Rending an apartment in Manhattan is only going to get harder from here, according to a new report released Wednesday. Rents are up, landlords are no longer offering tenant concessions and the vacancy rate remains low.
“Tenants will have to recalibrate their expectations,” said Gary Malin, president of Citi Habitats. “The harsh reality is renters better act or they are going to regret it.”
The data feeding these dire warnings includes a 24% drop in the number of apartments on the market in February compared with the same month in 2010, according to Citi Habitats, the city’s largest rental brokerage. The vacancy rate in Manhattan dropped to 1.18% in February, down 0.36 percentage points from the same time a year ago and 0.08 percentage points from January alone. If the vacancy rate continues to drop, Mr. Malin expects it to sink below 1% by early April. Meanwhile, a mere 16% of the brokerage’s deals offered a free month’s rent and or payment of the broker fee as a tenant incentive, compared with 21% last month.
“February experienced summer-like conditions,” he said, adding that spring and summer are typically strong seasons for the rental market. “If things continue the way they are going, we are in for an extremely tight rental market.”
Rents for apartments of all sizes were on the rise last month. Studios were up 7% to $1,756, one-bedrooms rose 9% to $2,335, two-bedrooms were up 10% to $3,283 and three-bedrooms climbed 12% to $4,347 from February 2010.

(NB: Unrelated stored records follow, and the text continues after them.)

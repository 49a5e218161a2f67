//! The command/reply contract shared by every device transport.

use crate::device::command::Command;
use crate::error::Result;
use serde::{Deserialize, Serialize};
use std::fmt;

/// Text reported when the device did not answer within the grace period.
pub const AWAITING_RESPONSE: &str = "Command sent, awaiting response from device...";

/// A single reply from the device.
#[derive(Debug, Clone, PartialEq, Serialize, Deserialize)]
pub enum DeviceReply {
    /// One line of text with trailing whitespace stripped
    Line(String),
    /// Nothing arrived within the grace period
    AwaitingResponse,
}

impl DeviceReply {
    /// Build a reply from a raw line as read off the wire.
    pub fn from_line(raw: &str) -> Self {
        DeviceReply::Line(raw.trim_end().to_string())
    }

    /// Interpret the reply as a numeric measurement.
    ///
    /// The placeholder and non-finite numbers are not measurements.
    pub fn value(&self) -> Option<f64> {
        match self {
            DeviceReply::Line(line) => line
                .trim()
                .parse::<f64>()
                .ok()
                .filter(|value| value.is_finite()),
            DeviceReply::AwaitingResponse => None,
        }
    }

    /// Reply text as shown to the user.
    pub fn text(&self) -> &str {
        match self {
            DeviceReply::Line(line) => line,
            DeviceReply::AwaitingResponse => AWAITING_RESPONSE,
        }
    }
}

impl fmt::Display for DeviceReply {
    fn fmt(&self, f: &mut fmt::Formatter<'_>) -> fmt::Result {
        f.write_str(self.text())
    }
}

/// Transport to the microcontroller.
///
/// A link sends one command and waits briefly for one line back. There is
/// no retry: if nothing arrives the reply is [`DeviceReply::AwaitingResponse`].
/// Errors are reserved for a broken transport.
pub trait DeviceLink {
    /// Send a command and collect the device's reply.
    fn send(
        &mut self,
        command: Command,
    ) -> impl std::future::Future<Output = Result<DeviceReply>> + Send;
}

#[cfg(test)]
mod tests {
    use super::*;

    #[test]
    fn test_from_line_strips_trailing_whitespace() {
        assert_eq!(
            DeviceReply::from_line("23.50\r\n"),
            DeviceReply::Line("23.50".to_string())
        );
    }

    #[test]
    fn test_value_parsing() {
        assert_eq!(DeviceReply::from_line("23.5\r\n").value(), Some(23.5));
        assert_eq!(DeviceReply::from_line(" -4").value(), Some(-4.0));
        assert_eq!(DeviceReply::from_line("LED on").value(), None);
        assert_eq!(DeviceReply::from_line("").value(), None);
        assert_eq!(DeviceReply::from_line("NaN").value(), None);
        assert_eq!(DeviceReply::from_line("inf").value(), None);
    }

    #[test]
    fn test_awaiting_response_is_not_a_measurement() {
        let reply = DeviceReply::AwaitingResponse;
        assert_eq!(reply.value(), None);
        assert_eq!(reply.to_string(), AWAITING_RESPONSE);
    }
}
//! sensorlink - Serial Sensor Sampling Console
//!
//! Standalone binary driving the sensor board from a terminal and hosting the
//! reading ingestion API.

use anyhow::Context;
use clap::{Args, Parser, Subcommand};
use sensorlink::{
    device::{describe_port, list_ports},
    run_console, Command, ControlState, ControlSurface, DeviceHandle, DeviceLink, ReadingStore,
    ReportFormat, RunConfig, SerialConfig, WebConfig, DEFAULT_BAUD_RATE, DEFAULT_INTERVAL_SECS,
    DEFAULT_TOTAL_MINUTES, DEFAULT_WEB_PORT,
};
use std::path::PathBuf;
use std::sync::Arc;
use tokio::io::BufReader;
use tracing::{info, Level};
use tracing_subscriber::{EnvFilter, FmtSubscriber};

#[derive(Parser)]
#[command(name = "sensorlink")]
#[command(about = "Serial sensor sampling console and reading ingestion API")]
#[command(version = env!("CARGO_PKG_VERSION"))]
#[command(long_about = "Controls a serial-connected sensor board, runs timed temperature \
measurement series with spreadsheet reports, and stores readings pushed over HTTP")]
struct Cli {
    #[command(subcommand)]
    command: Commands,

    /// Enable verbose logging
    #[arg(short, long, global = true)]
    verbose: bool,

    /// Enable debug logging
    #[arg(short, long, global = true)]
    debug: bool,
}

#[derive(Subcommand)]
enum Commands {
    /// Interactive menu for the sensor board
    Shell(ShellArgs),

    /// Send a single command and print the reply
    Send(SendArgs),

    /// Read the temperature once
    Measure(DeviceArgs),

    /// Run one interval measurement series and write the report
    Sample(ShellArgs),

    /// Start the reading ingestion API
    Serve(ServeArgs),

    /// List serial ports
    ListPorts,
}

#[derive(Args)]
struct DeviceArgs {
    /// Serial port the board is attached to
    #[arg(long, env = "SENSORLINK_PORT", default_value = "/dev/ttyACM0")]
    port: String,

    /// Serial baud rate
    #[arg(long, default_value_t = DEFAULT_BAUD_RATE)]
    baud: u32,

    /// Use a simulated board instead of a serial port
    #[arg(long)]
    simulate: bool,
}

#[derive(Args)]
struct ShellArgs {
    #[command(flatten)]
    device: DeviceArgs,

    /// Total sampling time in minutes
    #[arg(long, default_value_t = DEFAULT_TOTAL_MINUTES)]
    minutes: u32,

    /// Seconds between measurements
    #[arg(long, default_value_t = DEFAULT_INTERVAL_SECS)]
    interval: u32,

    /// Directory receiving report files
    #[arg(long, default_value = ".")]
    report_dir: PathBuf,

    /// Report format: xlsx or csv
    #[arg(long, default_value = "xlsx")]
    format: ReportFormat,
}

#[derive(Args)]
struct SendArgs {
    #[command(flatten)]
    device: DeviceArgs,

    /// Command name (e.g. led-on, read-temperature) or wire string (e.g. modo1)
    command: Command,
}

#[derive(Args)]
struct ServeArgs {
    /// Web server bind address
    #[arg(long, default_value = "0.0.0.0")]
    host: String,

    /// Web server port
    #[arg(short, long, default_value_t = DEFAULT_WEB_PORT)]
    port: u16,

    /// Shared secret required in the x-api-key header
    #[arg(long, env = "SENSORLINK_API_KEY")]
    api_key: Option<String>,

    /// Disable CORS headers
    #[arg(long)]
    no_cors: bool,
}

#[tokio::main]
async fn main() -> anyhow::Result<()> {
    let cli = Cli::parse();

    // Initialize tracing/logging
    init_logging(&cli)?;

    match cli.command {
        Commands::Shell(args) => shell_command(args).await,
        Commands::Send(args) => send_command(args).await,
        Commands::Measure(args) => measure_command(args).await,
        Commands::Sample(args) => sample_command(args).await,
        Commands::Serve(args) => serve_command(args).await,
        Commands::ListPorts => list_ports_command(),
    }
}

fn init_logging(cli: &Cli) -> anyhow::Result<()> {
    let filter = log_filter(log_level(cli), std::env::var(EnvFilter::DEFAULT_ENV).ok());

    let subscriber = FmtSubscriber::builder()
        .with_env_filter(filter)
        .with_target(false)
        .compact()
        .finish();

    tracing::subscriber::set_global_default(subscriber)?;

    Ok(())
}

fn log_level(cli: &Cli) -> Level {
    if cli.debug {
        Level::DEBUG
    } else if cli.verbose {
        Level::INFO
    } else {
        Level::WARN
    }
}

// RUST_LOG wins over the command line flags when it holds valid directives.
fn log_filter(level: Level, directives: Option<String>) -> EnvFilter {
    directives
        .filter(|d| !d.trim().is_empty())
        .and_then(|d| EnvFilter::try_new(d).ok())
        .unwrap_or_else(|| EnvFilter::new(level.as_str().to_ascii_lowercase()))
}

async fn connect(args: &DeviceArgs) -> anyhow::Result<DeviceHandle> {
    let config = SerialConfig::new(&args.port).with_baud_rate(args.baud);
    DeviceHandle::connect(&config, args.simulate)
        .await
        .with_context(|| format!("Failed to open serial port {}", args.port))
}

fn surface_for(
    link: DeviceHandle,
    args: &ShellArgs,
) -> ControlSurface<DeviceHandle, std::io::Stdout> {
    let state = ControlState::new(RunConfig::new(args.minutes, args.interval));
    ControlSurface::new(link, std::io::stdout())
        .with_state(state)
        .with_report_dir(&args.report_dir)
        .with_report_format(args.format)
        .with_interrupt_watch(true)
}

async fn shell_command(args: ShellArgs) -> anyhow::Result<()> {
    let link = connect(&args.device).await?;
    let mut surface = surface_for(link, &args);

    info!("Starting interactive console");
    run_console(&mut surface, BufReader::new(tokio::io::stdin())).await?;

    Ok(())
}

async fn send_command(args: SendArgs) -> anyhow::Result<()> {
    let mut link = connect(&args.device).await?;
    let reply = link.send(args.command).await?;
    println!("{}: {}", args.command.label(), reply);
    Ok(())
}

async fn measure_command(args: DeviceArgs) -> anyhow::Result<()> {
    let mut link = connect(&args).await?;
    let reply = link.send(Command::ReadTemperature).await?;
    println!("Temperature: {} °C", reply);
    Ok(())
}

async fn sample_command(args: ShellArgs) -> anyhow::Result<()> {
    let link = connect(&args.device).await?;
    let mut surface = surface_for(link, &args);
    surface.interval_run().await?;
    Ok(())
}

async fn serve_command(args: ServeArgs) -> anyhow::Result<()> {
    let config = WebConfig::new(&args.host, args.port)
        .with_cors(!args.no_cors)
        .with_api_key(args.api_key);

    info!("Web server configuration:");
    info!("  - Bind address: {}", config.bind_address());
    info!("  - CORS enabled: {}", config.enable_cors);
    info!("  - API key required: {}", config.api_key.is_some());

    sensorlink::start_web_server(config, Arc::new(ReadingStore::new())).await?;
    Ok(())
}

fn list_ports_command() -> anyhow::Result<()> {
    let ports = list_ports()?;

    println!("Available serial ports:");
    if ports.is_empty() {
        println!("  (none)");
    }
    for port in &ports {
        println!("  {}", describe_port(port));
    }

    Ok(())
}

Demand for rentals is strong with even new developments getting leased up quickly. Since the 301-unit Beatrice in Chelsea opened its leasing office in August, nearly 95% of the units have been rented, according to Citi Habitats. Similarly, the 338-unit Continental, located at 885 Sixth Ave., on the corner of West 32nd Street, opened two months ago and is now just shy of being 30% leased.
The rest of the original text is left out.